The assassination last week of Mohsen Fakhrizadeh, Iran’s most important nuclear scientist, was aimed as much at the administration of U.S. President-elect Joe Biden as it was the regime in Tehran. The murder raises tensions in the Persian Gulf region as Iranian authorities threaten retaliation and nationalist Iranians demand action. The killing raises legal, moral and strategic questions, all of which must be addressed as the political context in which those decisions must be made is being transformed.
Fakhrizadeh was one of the architects of Iran’s nuclear program and head of its bomb-building effort, one that was reportedly halted in 2003, but was suspected to have continued in secret. Israeli Prime Minister Binyamin Netanyahu identified him by name in a 2018 presentation, calling him national enemy No. 1.

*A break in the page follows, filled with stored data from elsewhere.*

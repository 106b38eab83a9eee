use super::intersect_2d::{intersect_polygons, intersect_segment_polygon};
use super::Point2;

/// Signed turn of the triple `p0`, `p1`, `p2`: negative for a left
/// (counter-clockwise) turn, positive for a right turn, zero for collinear.
#[inline]
#[must_use]
pub fn turn(p0: Point2, p1: Point2, p2: Point2) -> f64 {
    (p2.x - p0.x) * (p1.y - p0.y) - (p1.x - p0.x) * (p2.y - p0.y)
}

/// Tests whether `p` lies on or to the left of the directed line `p0`-`p1`.
#[inline]
#[must_use]
pub fn is_point_left_of_line(p: Point2, p0: Point2, p1: Point2) -> bool {
    turn(p0, p1, p) <= 0.0
}

/// Point-in-triangle test: `p` must be left of all three directed edges of
/// the counter-clockwise triangle `a`, `b`, `c`. Boundary points count as
/// inside.
#[inline]
#[must_use]
pub fn is_point_inside_triangle(p: Point2, a: Point2, b: Point2, c: Point2) -> bool {
    is_point_left_of_line(p, a, b) && is_point_left_of_line(p, b, c) && is_point_left_of_line(p, c, a)
}

/// Tests whether `p` lies inside the closed axis-aligned box `min`-`max`.
#[inline]
#[must_use]
pub fn is_point_inside_aabox(p: Point2, min: Point2, max: Point2) -> bool {
    p.x >= min.x && p.x <= max.x && p.y >= min.y && p.y <= max.y
}

/// Tests whether `p` lies inside the closed disc around `center`.
#[inline]
#[must_use]
pub fn is_point_inside_circle(p: Point2, center: Point2, r: f64) -> bool {
    let dx = center.x - p.x;
    let dy = center.y - p.y;
    dx * dx + dy * dy <= r * r
}

/// Point-in-convex-polygon test: `p` must be left of every directed edge.
///
/// The polygon must be counter-clockwise; [`make_convex_ccw`] normalizes
/// orientation when it is not known.
///
/// [`make_convex_ccw`]: super::polygon_2d::make_convex_ccw
#[must_use]
pub fn is_point_inside_convex_polygon(p: Point2, poly: &[Point2]) -> bool {
    let n = poly.len();
    for i in 0..n.saturating_sub(1) {
        if !is_point_left_of_line(p, poly[i], poly[i + 1]) {
            return false;
        }
    }
    is_point_left_of_line(p, poly[n - 1], poly[0])
}

/// Point-in-polygon test for arbitrary simple polygons.
///
/// Triangles get the direct three-edge test. Larger polygons use a two-sided
/// crossing count: the horizontal ray through `p` is traced toward both +x
/// and -x, and the two parities are combined — disagreement (the point sits
/// on an edge) counts as inside, as does exact coincidence with a vertex.
#[allow(clippy::float_cmp)]
#[must_use]
pub fn is_point_inside_polygon(p: Point2, poly: &[Point2]) -> bool {
    let n = poly.len();
    if n == 3 {
        return is_point_inside_triangle(p, poly[0], poly[1], poly[2]);
    }

    let mut rcross = 0_u32;
    let mut lcross = 0_u32;
    let mut x = 0.0;

    for i in 0..n {
        if poly[i].x == p.x && poly[i].y == p.y {
            return true;
        }

        let i1 = (i + n - 1) % n;

        let testr = (poly[i].y > p.y) != (poly[i1].y > p.y);
        let testl = (poly[i].y < p.y) != (poly[i1].y < p.y);

        if testr || testl {
            x = (poly[i].x * poly[i1].y - poly[i1].x * poly[i].y
                + p.y * (poly[i1].x - poly[i].x))
                / (poly[i1].y - poly[i].y);
        }

        if testr && x > p.x {
            rcross += 1;
        }
        if testl && x < p.x {
            lcross += 1;
        }
    }

    if (rcross & 1) != (lcross & 1) {
        return true;
    }
    (rcross & 1) == 1
}

/// Tests whether the first box lies entirely inside the second.
#[inline]
#[must_use]
pub fn is_aabox_inside_aabox(min: Point2, max: Point2, min2: Point2, max2: Point2) -> bool {
    min.x >= min2.x && max.x <= max2.x && min.y >= min2.y && max.y <= max2.y
}

/// Tests whether every vertex of `poly` lies inside the box `min`-`max`.
#[must_use]
pub fn is_polygon_inside_aabox(poly: &[Point2], min: Point2, max: Point2) -> bool {
    poly.iter().all(|&p| is_point_inside_aabox(p, min, max))
}

/// Tests whether every vertex of `poly1` lies inside the convex polygon
/// `poly2`. Vertex containment is sufficient for a convex container.
#[must_use]
pub fn is_polygon_inside_convex_polygon(poly1: &[Point2], poly2: &[Point2]) -> bool {
    poly1.iter().all(|&p| is_point_inside_convex_polygon(p, poly2))
}

/// Tests whether `poly1` lies inside the simple polygon `poly2`.
///
/// All vertices of `poly1` must be inside `poly2`; with `check_intersection`
/// the boundaries must additionally not cross (a concave container can
/// swallow every vertex while an edge still pokes out). Callers that already
/// know the boundaries are disjoint pass `false` to skip the quadratic
/// recheck.
#[must_use]
pub fn is_polygon_inside_polygon(poly1: &[Point2], poly2: &[Point2], check_intersection: bool) -> bool {
    if !poly1.iter().all(|&p| is_point_inside_polygon(p, poly2)) {
        return false;
    }
    !check_intersection || !intersect_polygons(poly1, poly2)
}

/// Tests whether every vertex of `poly` lies inside the closed disc.
#[must_use]
pub fn is_polygon_inside_circle(poly: &[Point2], center: Point2, r: f64) -> bool {
    poly.iter().all(|&p| is_point_inside_circle(p, center, r))
}

/// Overlap test for two closed axis-aligned boxes.
#[inline]
#[must_use]
pub fn collision_aaboxes(min1: Point2, max1: Point2, min2: Point2, max2: Point2) -> bool {
    !(max2.x < min1.x || max1.x < min2.x || max2.y < min1.y || max1.y < min2.y)
}

/// Tests whether segment `p0`-`p1` touches the convex polygon: an endpoint
/// inside, or an edge crossing.
#[must_use]
pub fn collision_segment_convex_polygon(p0: Point2, p1: Point2, poly: &[Point2]) -> bool {
    is_point_inside_convex_polygon(p0, poly)
        || is_point_inside_convex_polygon(p1, poly)
        || intersect_segment_polygon(p0, p1, poly)
}

/// Tests whether segment `p0`-`p1` touches the simple polygon.
#[must_use]
pub fn collision_segment_polygon(p0: Point2, p1: Point2, poly: &[Point2]) -> bool {
    is_point_inside_polygon(p0, poly)
        || is_point_inside_polygon(p1, poly)
        || intersect_segment_polygon(p0, p1, poly)
}

/// Overlap test for two convex polygons.
///
/// Checks the first vertex of each against the other, then falls back to the
/// edge-intersection sweep. A single vertex suffices: full containment puts
/// every vertex (in particular the first) inside, and partial overlap is
/// caught by the edge test.
#[must_use]
pub fn collision_convex_polygons(poly1: &[Point2], poly2: &[Point2]) -> bool {
    is_point_inside_convex_polygon(poly1[0], poly2)
        || is_point_inside_convex_polygon(poly2[0], poly1)
        || intersect_polygons(poly1, poly2)
}

/// Overlap test for a general polygon `poly1` against a convex polygon
/// `poly2`, composed the same way as [`collision_convex_polygons`].
#[must_use]
pub fn collision_polygon_convex_polygon(poly1: &[Point2], poly2: &[Point2]) -> bool {
    is_point_inside_convex_polygon(poly1[0], poly2)
        || is_point_inside_polygon(poly2[0], poly1)
        || intersect_polygons(poly1, poly2)
}

/// Overlap test for two general simple polygons.
#[must_use]
pub fn collision_polygons(poly1: &[Point2], poly2: &[Point2]) -> bool {
    is_point_inside_polygon(poly1[0], poly2)
        || is_point_inside_polygon(poly2[0], poly1)
        || intersect_polygons(poly1, poly2)
}

#[cfg(test)]
mod tests {
    use super::*;

    fn square(offset_x: f64, offset_y: f64) -> Vec<Point2> {
        vec![
            Point2::new(offset_x, offset_y),
            Point2::new(offset_x + 1.0, offset_y),
            Point2::new(offset_x + 1.0, offset_y + 1.0),
            Point2::new(offset_x, offset_y + 1.0),
        ]
    }

    // Concave "L": the notch removes the top-right quadrant of a 2x2 square.
    fn l_shape() -> Vec<Point2> {
        vec![
            Point2::new(0.0, 0.0),
            Point2::new(2.0, 0.0),
            Point2::new(2.0, 1.0),
            Point2::new(1.0, 1.0),
            Point2::new(1.0, 2.0),
            Point2::new(0.0, 2.0),
        ]
    }

    #[test]
    fn turn_sign_convention() {
        let a = Point2::new(0.0, 0.0);
        let b = Point2::new(1.0, 0.0);
        // Left turn is negative, right turn positive, collinear zero.
        assert!(turn(a, b, Point2::new(1.0, 1.0)) < 0.0);
        assert!(turn(a, b, Point2::new(1.0, -1.0)) > 0.0);
        assert!(turn(a, b, Point2::new(2.0, 0.0)).abs() < f64::EPSILON);
    }

    #[test]
    fn triangle_containment() {
        let a = Point2::new(0.0, 0.0);
        let b = Point2::new(2.0, 0.0);
        let c = Point2::new(1.0, 2.0);
        assert!(is_point_inside_triangle(Point2::new(1.0, 0.5), a, b, c));
        assert!(!is_point_inside_triangle(Point2::new(2.0, 2.0), a, b, c));
        // Edge point counts as inside.
        assert!(is_point_inside_triangle(Point2::new(1.0, 0.0), a, b, c));
    }

    #[test]
    fn convex_polygon_containment() {
        let sq = square(0.0, 0.0);
        assert!(is_point_inside_convex_polygon(Point2::new(0.5, 0.5), &sq));
        assert!(is_point_inside_convex_polygon(Point2::new(1.0, 0.5), &sq));
        assert!(!is_point_inside_convex_polygon(Point2::new(1.5, 0.5), &sq));
    }

    #[test]
    fn crossing_number_containment() {
        let l = l_shape();
        assert!(is_point_inside_polygon(Point2::new(0.5, 0.5), &l));
        assert!(is_point_inside_polygon(Point2::new(1.5, 0.5), &l));
        // The notch is outside.
        assert!(!is_point_inside_polygon(Point2::new(1.5, 1.5), &l));
        assert!(!is_point_inside_polygon(Point2::new(3.0, 0.5), &l));
    }

    #[test]
    fn vertex_coincidence_is_inside() {
        let l = l_shape();
        assert!(is_point_inside_polygon(Point2::new(1.0, 1.0), &l));
    }

    #[test]
    fn polygon_in_aabox() {
        let sq = square(0.25, 0.25);
        assert!(is_polygon_inside_aabox(
            &sq,
            Point2::new(0.0, 0.0),
            Point2::new(2.0, 2.0),
        ));
        assert!(!is_polygon_inside_aabox(
            &sq,
            Point2::new(0.0, 0.0),
            Point2::new(1.0, 1.0),
        ));
    }

    #[test]
    fn polygon_in_convex_polygon() {
        let inner = square(0.25, 0.25);
        let outer = vec![
            Point2::new(-1.0, -1.0),
            Point2::new(3.0, -1.0),
            Point2::new(3.0, 3.0),
            Point2::new(-1.0, 3.0),
        ];
        assert!(is_polygon_inside_convex_polygon(&inner, &outer));
        assert!(!is_polygon_inside_convex_polygon(&outer, &inner));
    }

    #[test]
    fn concave_container_needs_intersection_check() {
        // A bar across the notch: every vertex is inside the L's bounding
        // region of influence, but edges cross the notch boundary.
        let bar = vec![
            Point2::new(0.25, 0.25),
            Point2::new(1.75, 0.25),
            Point2::new(1.75, 0.75),
            Point2::new(0.25, 0.75),
        ];
        let l = l_shape();
        assert!(is_polygon_inside_polygon(&bar, &l, true));

        let poking = vec![
            Point2::new(0.5, 0.5),
            Point2::new(1.5, 0.5),
            Point2::new(1.5, 1.5),
            Point2::new(0.5, 1.5),
        ];
        // Vertex (1.5, 1.5) is in the notch, so containment already fails.
        assert!(!is_polygon_inside_polygon(&poking, &l, true));
    }

    #[test]
    fn circle_containment() {
        let sq = square(-0.5, -0.5);
        assert!(is_polygon_inside_circle(&sq, Point2::new(0.0, 0.0), 1.0));
        assert!(!is_polygon_inside_circle(&sq, Point2::new(0.0, 0.0), 0.5));
    }

    #[test]
    fn aabox_overlap() {
        let (a0, a1) = (Point2::new(0.0, 0.0), Point2::new(1.0, 1.0));
        assert!(collision_aaboxes(a0, a1, Point2::new(0.5, 0.5), Point2::new(2.0, 2.0)));
        // Touching boxes still collide (closed intervals).
        assert!(collision_aaboxes(a0, a1, Point2::new(1.0, 0.0), Point2::new(2.0, 1.0)));
        assert!(!collision_aaboxes(a0, a1, Point2::new(2.0, 0.0), Point2::new(3.0, 1.0)));
    }

    #[test]
    fn segment_collision_variants() {
        let sq = square(0.0, 0.0);
        // Fully inside: caught by the endpoint test, not the edge sweep.
        assert!(collision_segment_convex_polygon(
            Point2::new(0.25, 0.5),
            Point2::new(0.75, 0.5),
            &sq,
        ));
        assert!(collision_segment_polygon(
            Point2::new(0.5, -1.0),
            Point2::new(0.5, 2.0),
            &sq,
        ));
        assert!(!collision_segment_polygon(
            Point2::new(2.0, 0.0),
            Point2::new(2.0, 1.0),
            &sq,
        ));
    }

    #[test]
    fn polygon_collision_variants() {
        let a = square(0.0, 0.0);
        let b = square(0.5, 0.5);
        let c = square(3.0, 3.0);
        assert!(collision_convex_polygons(&a, &b));
        assert!(!collision_convex_polygons(&a, &c));

        let l = l_shape();
        assert!(collision_polygon_convex_polygon(&l, &b));
        assert!(collision_polygons(&l, &a));
        assert!(!collision_polygons(&l, &c));
    }

    #[test]
    fn containment_counts_as_collision() {
        let tiny = square(0.4, 0.4);
        let big = vec![
            Point2::new(-2.0, -2.0),
            Point2::new(4.0, -2.0),
            Point2::new(4.0, 4.0),
            Point2::new(-2.0, 4.0),
        ];
        assert!(collision_convex_polygons(&tiny, &big));
        assert!(collision_convex_polygons(&big, &tiny));
    }
}
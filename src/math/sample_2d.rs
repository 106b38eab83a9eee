use super::contain_2d::{is_point_inside_convex_polygon, is_point_inside_polygon};
use super::polygon_2d::bounding_box;
use super::Point2;
use rand::Rng;
use std::f64::consts::TAU;

/// Uniform point inside the axis-aligned box `min`-`max`: two independent
/// uniform draws. Degenerate boxes (zero extent on an axis) are fine.
#[must_use]
pub fn point_in_aabox<R: Rng>(rng: &mut R, min: Point2, max: Point2) -> Point2 {
    Point2::new(
        min.x + (max.x - min.x) * rng.gen::<f64>(),
        min.y + (max.y - min.y) * rng.gen::<f64>(),
    )
}

/// Uniform point inside the triangle `a`, `b`, `c` via barycentric
/// reflection: two uniform draws, reflected as `1 - x` when their sum
/// exceeds one, which folds the outer half of the parameter square back
/// onto the triangle. No rejection loop.
#[must_use]
pub fn point_in_triangle<R: Rng>(rng: &mut R, a: Point2, b: Point2, c: Point2) -> Point2 {
    let mut a1 = rng.gen::<f64>();
    let mut a2 = rng.gen::<f64>();

    if a1 + a2 > 1.0 {
        a1 = 1.0 - a1;
        a2 = 1.0 - a2;
    }

    Point2::new(
        a.x + a1 * (b.x - a.x) + a2 * (c.x - a.x),
        a.y + a1 * (b.y - a.y) + a2 * (c.y - a.y),
    )
}

/// Uniform point inside a counter-clockwise convex polygon by rejection
/// against its bounding box (or a caller-supplied box).
///
/// Each attempt costs one box draw plus the O(n) convex containment test.
/// There is no iteration cap: a sliver polygon whose area is tiny relative
/// to its box can loop for a long time.
#[must_use]
pub fn point_in_convex_polygon<R: Rng>(
    rng: &mut R,
    poly: &[Point2],
    bbox: Option<(Point2, Point2)>,
) -> Point2 {
    let (min, max) = bbox.unwrap_or_else(|| bounding_box(poly));
    loop {
        let p = point_in_aabox(rng, min, max);
        if is_point_inside_convex_polygon(p, poly) {
            return p;
        }
    }
}

/// Uniform point inside a general simple polygon by rejection against its
/// bounding box (or a caller-supplied box).
///
/// Same retry behavior as [`point_in_convex_polygon`], with the more
/// expensive crossing-number containment test per attempt and its boundary
/// conventions (vertex coincidence counts as inside).
#[must_use]
pub fn point_in_polygon<R: Rng>(
    rng: &mut R,
    poly: &[Point2],
    bbox: Option<(Point2, Point2)>,
) -> Point2 {
    let (min, max) = bbox.unwrap_or_else(|| bounding_box(poly));
    loop {
        let p = point_in_aabox(rng, min, max);
        if is_point_inside_polygon(p, poly) {
            return p;
        }
    }
}

/// Uniform point inside the disc around `center`: radius scaled by the
/// square root of a uniform draw, angle uniform.
#[must_use]
pub fn point_in_circle<R: Rng>(rng: &mut R, center: Point2, r: f64) -> Point2 {
    let s = r * rng.gen::<f64>().sqrt();
    let theta = TAU * rng.gen::<f64>();

    Point2::new(s * theta.cos() + center.x, s * theta.sin() + center.y)
}
//! Credential token payload decoding.
//!
//! DESIGN
//! ======
//! Tokens are `header.payload.signature`. Only the payload segment is read:
//! URL-safe base64 is mapped onto the standard alphabet, decoded with optional
//! padding and non-zero trailing bits tolerated, then parsed as a UTF-8 JSON
//! object. The signature is ignored.

#[cfg(test)]
#[path = "codec_test.rs"]
mod codec_test;

use base64::Engine as _;
use base64::alphabet;
use base64::engine::DecodePaddingMode;
use base64::engine::general_purpose::{GeneralPurpose, GeneralPurposeConfig};
use serde_json::{Map, Value};

const PAYLOAD_ENGINE: GeneralPurpose = GeneralPurpose::new(
    &alphabet::STANDARD,
    GeneralPurposeConfig::new()
        .with_decode_padding_mode(DecodePaddingMode::Indifferent)
        .with_decode_allow_trailing_bits(true),
);

#[derive(Debug, Clone, PartialEq, Eq, thiserror::Error)]
pub enum DecodeError {
    #[error("token has no payload segment")]
    MissingPayload,
    #[error("payload is not valid base64: {0}")]
    Base64(String),
    #[error("payload is not valid UTF-8")]
    Utf8,
    #[error("payload is not valid JSON: {0}")]
    Json(String),
    #[error("payload is not a JSON object")]
    NotAnObject,
}

/// Decode the payload segment of `token` into its JSON claims.
///
/// # Errors
///
/// Returns a [`DecodeError`] when the token has no second segment, the
/// segment is not base64, the bytes are not UTF-8, or the text is not a JSON
/// object. Never panics on malformed input.
pub fn decode(token: &str) -> Result<Map<String, Value>, DecodeError> {
    let segment = token.split('.').nth(1).ok_or(DecodeError::MissingPayload)?;
    let standard: String = segment
        .chars()
        .map(|c| match c {
            '-' => '+',
            '_' => '/',
            other => other,
        })
        .collect();

    let bytes = PAYLOAD_ENGINE
        .decode(standard.as_bytes())
        .map_err(|e| DecodeError::Base64(e.to_string()))?;
    let text = String::from_utf8(bytes).map_err(|_| DecodeError::Utf8)?;

    match serde_json::from_str::<Value>(&text).map_err(|e| DecodeError::Json(e.to_string()))? {
        Value::Object(claims) => Ok(claims),
        _ => Err(DecodeError::NotAnObject),
    }
}
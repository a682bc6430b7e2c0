use super::*;
use crate::test_helpers::harness;
use serde_json::json;
use time::macros::date;

#[test]
fn rows_reads_clients_then_data() {
    assert_eq!(rows(&json!({"clients": [1, 2]})).len(), 2);
    assert_eq!(rows(&json!({"data": [1, 2, 3]})).len(), 3);
    assert!(rows(&json!({"message": "none"})).is_empty());
    assert!(rows(&Value::Null).is_empty());
}

#[test]
fn user_counts_by_role() {
    let body = json!({"data": [
        {"role": "admin"}, {"role": "promoter"}, {"role": "promoter"}, {"role": "superadmin"}, {}
    ]});
    assert_eq!(user_counts(&body), UserCounts { admins: 1, promoters: 2 });
}

#[test]
fn sampling_split_accepts_string_and_number_flags() {
    let body = json!({"clients": [
        {"air_freshener_installed": "1"},
        {"air_freshener_installed": 1},
        {"air_freshener_installed": "0"},
        {"air_freshener_installed": null},
    ]});
    let split = sampling_split(&body);
    assert_eq!((split.completed, split.pending), (2, 1));
    assert_eq!((split.completed_pct, split.pending_pct), (67, 33));
}

#[test]
fn sampling_split_of_empty_list_is_zero() {
    assert_eq!(sampling_split(&json!({"clients": []})), SamplingSplit::default());
}

#[test]
fn daily_trend_groups_and_sorts_by_date() {
    let body = json!({"clients": [
        {"created_at": "2025-03-02T10:00:00.000Z"},
        {"created_at": "2025-02-28 09:30:00"},
        {"created_at": "2025-03-02T23:59:59Z"},
        {"created_at": "not a date"},
        {"created_at": ""},
        {}
    ]});
    assert_eq!(
        daily_trend(&body),
        vec![
            DailyCount { date: date!(2025 - 02 - 28), count: 1 },
            DailyCount { date: date!(2025 - 03 - 02), count: 2 },
        ]
    );
}

#[test]
fn overview_serializes_dates_as_calendar_days() {
    let overview = Overview {
        users: UserCounts { admins: 1, promoters: 2 },
        feedback: 8,
        taxis: 1,
        registered_today: 1,
        sampling: SamplingSplit { completed: 1, pending: 0, completed_pct: 100, pending_pct: 0 },
        daily_trend: vec![DailyCount { date: date!(2026 - 10 - 19), count: 1 }],
    };
    let value = serde_json::to_value(&overview).unwrap();
    assert_eq!(
        value,
        json!({
            "users": {"admins": 1, "promoters": 2},
            "feedback": 8,
            "taxis": 1,
            "registered_today": 1,
            "sampling": {"completed": 1, "pending": 0, "completed_pct": 100, "pending_pct": 0},
            "daily_trend": [{"date": "2026-10-19", "count": 1}],
        })
    );
}

#[test]
fn registered_on_counts_matching_day() {
    let body = json!({"clients": [
        {"created_at": "2025-03-02T10:00:00Z"},
        {"created_at": "2025-03-01T10:00:00Z"},
    ]});
    assert_eq!(registered_on(&body, date!(2025 - 03 - 02)), 1);
    assert_eq!(registered_on(&body, date!(2025 - 03 - 03)), 0);
}

#[tokio::test]
async fn load_overview_aggregates_all_lists() {
    let h = harness(crate::paths::dashboard::OVERVIEW);
    h.transport.respond(200, json!({"data": [{"role": "admin"}, {"role": "promoter"}]}));
    h.transport.respond(200, json!({"message": "Feedbacks retrieved", "clients": [{}, {}, {}]}));
    h.transport.respond(200, json!({"clients": [
        {"created_at": "2025-03-02T10:00:00Z", "air_freshener_installed": "1"},
        {"created_at": "2025-03-01T10:00:00Z", "air_freshener_installed": "0"},
    ]}));

    let overview = load_overview(&h.api, date!(2025 - 03 - 02)).await.unwrap();
    assert_eq!(overview.users, UserCounts { admins: 1, promoters: 1 });
    assert_eq!(overview.feedback, 3);
    assert_eq!(overview.taxis, 2);
    assert_eq!(overview.registered_today, 1);
    assert_eq!(overview.sampling.completed_pct, 50);
    assert_eq!(overview.daily_trend.len(), 2);
}

#[tokio::test]
async fn load_overview_stops_on_session_expiry() {
    let h = harness(crate::paths::dashboard::OVERVIEW);
    h.transport.respond(401, json!({}));
    let err = load_overview(&h.api, date!(2025 - 03 - 02)).await.unwrap_err();
    assert!(matches!(err, AuthError::SessionExpired { status: 401, .. }));
    assert_eq!(h.transport.requests().len(), 1);
}
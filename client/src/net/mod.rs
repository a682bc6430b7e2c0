//! Networking modules for the dashboard's `/api` surface.
//!
//! SYSTEM CONTEXT
//! ==============
//! `transport` moves one JSON request over the wire, `api` wraps it in the
//! authenticated pipeline (bearer injection, 401/403 interception), and
//! `types` defines the identity and wire shapes shared with callers.

pub mod api;
pub mod transport;
pub mod types;
//! Authentication: token storage, payload decoding and the auth client.
//!
//! SYSTEM CONTEXT
//! ==============
//! `token_store` persists the raw credential, `codec` reads its payload, and
//! `client` orchestrates sign-in / sign-out / current-user on top of both.

pub mod client;
pub mod codec;
pub mod token_store;

pub use client::{
    AuthClient, CorruptTokenPolicy, OAuthProvider, ResetPasswordParams, SignInWithPasswordParams, SignUpParams, UserSource,
};
pub use token_store::{FileTokenStore, MemoryTokenStore, TOKEN_KEY, TokenStore};
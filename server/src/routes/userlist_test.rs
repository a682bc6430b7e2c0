use super::*;
use crate::routes::test_support::{echo_upstream, html_upstream, json_upstream, proxy_for, proxy_to, unreachable_base};
use serde_json::{Value, json};

async fn list_users(base: &str) -> (u16, Value) {
    let resp = reqwest::Client::new()
        .get(format!("{base}/api/userlist"))
        .header("authorization", "Bearer admin")
        .send()
        .await
        .unwrap();
    (resp.status().as_u16(), resp.json().await.unwrap())
}

fn is_mock(body: &Value) -> bool {
    body["data"].as_array().is_some_and(|rows| rows.len() == 3 && rows[0]["role"] == "admin")
}

#[tokio::test]
async fn list_forwards_authorization() {
    let base = proxy_for(echo_upstream()).await;
    let (status, body) = list_users(&base).await;
    assert_eq!(status, 200);
    assert_eq!(body["path"], "/api/userlist");
    assert_eq!(body["authorization"], "Bearer admin");
}

#[tokio::test]
async fn list_forbidden_falls_back_to_mock() {
    let base = proxy_for(json_upstream(StatusCode::FORBIDDEN, json!({"message": "admins only"}))).await;
    let (status, body) = list_users(&base).await;
    assert_eq!(status, 200);
    assert!(is_mock(&body));
}

#[tokio::test]
async fn list_html_falls_back_to_mock() {
    let base = proxy_for(html_upstream(StatusCode::OK)).await;
    let (_, body) = list_users(&base).await;
    assert!(is_mock(&body));
}

#[tokio::test]
async fn list_unreachable_falls_back_to_mock() {
    let base = proxy_to(unreachable_base()).await;
    let (status, body) = list_users(&base).await;
    assert_eq!(status, 200);
    assert!(is_mock(&body));
}
//! Error taxonomy shared by the auth client and the request pipeline.
//!
//! DESIGN
//! ======
//! One enum replaces ad hoc probing of response shapes at every call site:
//! the pipeline normalizes transport failures and non-2xx replies once, and
//! callers match on variants.

use crate::auth::codec::DecodeError;

#[derive(Debug, Clone, PartialEq, Eq, thiserror::Error)]
pub enum AuthError {
    /// Sign-in answered 2xx without an `access_token`.
    #[error("No access token received")]
    NoTokenReceived,
    /// The stored or received token payload could not be decoded.
    #[error("Failed to decode token: {0}")]
    Decode(#[from] DecodeError),
    /// Sign-in was rejected or could not reach the proxy.
    #[error("{0}")]
    Upstream(String),
    /// Operation intentionally left unimplemented.
    #[error("{0} not implemented")]
    NotImplemented(&'static str),
    /// The server answered 401/403; the token has been cleared.
    #[error("session expired (status {status})")]
    SessionExpired { status: u16, message: Option<String> },
    /// Any other non-2xx reply.
    #[error("request failed with status {status}{}", message.as_deref().map(|m| format!(": {m}")).unwrap_or_default())]
    Status { status: u16, message: Option<String> },
    #[error("http request failed: {0}")]
    Transport(String),
    #[error("token storage failed: {0}")]
    Storage(String),
}

impl AuthError {
    /// Server-provided message carried by a status error, if any.
    #[must_use]
    pub fn server_message(&self) -> Option<&str> {
        match self {
            Self::SessionExpired { message, .. } | Self::Status { message, .. } => message.as_deref(),
            _ => None,
        }
    }
}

Fakhrizadeh was killed in an ambush while traveling outside Tehran. While no group or government has taken credit for the killing, it is generally assumed that Israel is responsible; details are murky, but the strike has the hallmarks of an Israeli operation. Iran’s foreign minister, Javad Zarif, called the killing “an act of state terror,” while President Hassan Rouhani promised retaliation “at the proper time,” and accused Israel of being behind the attack. Supreme Leader Ayatalloh Ali Khamemei pledged “definitive punishment of the perpetrators and those who ordered it.”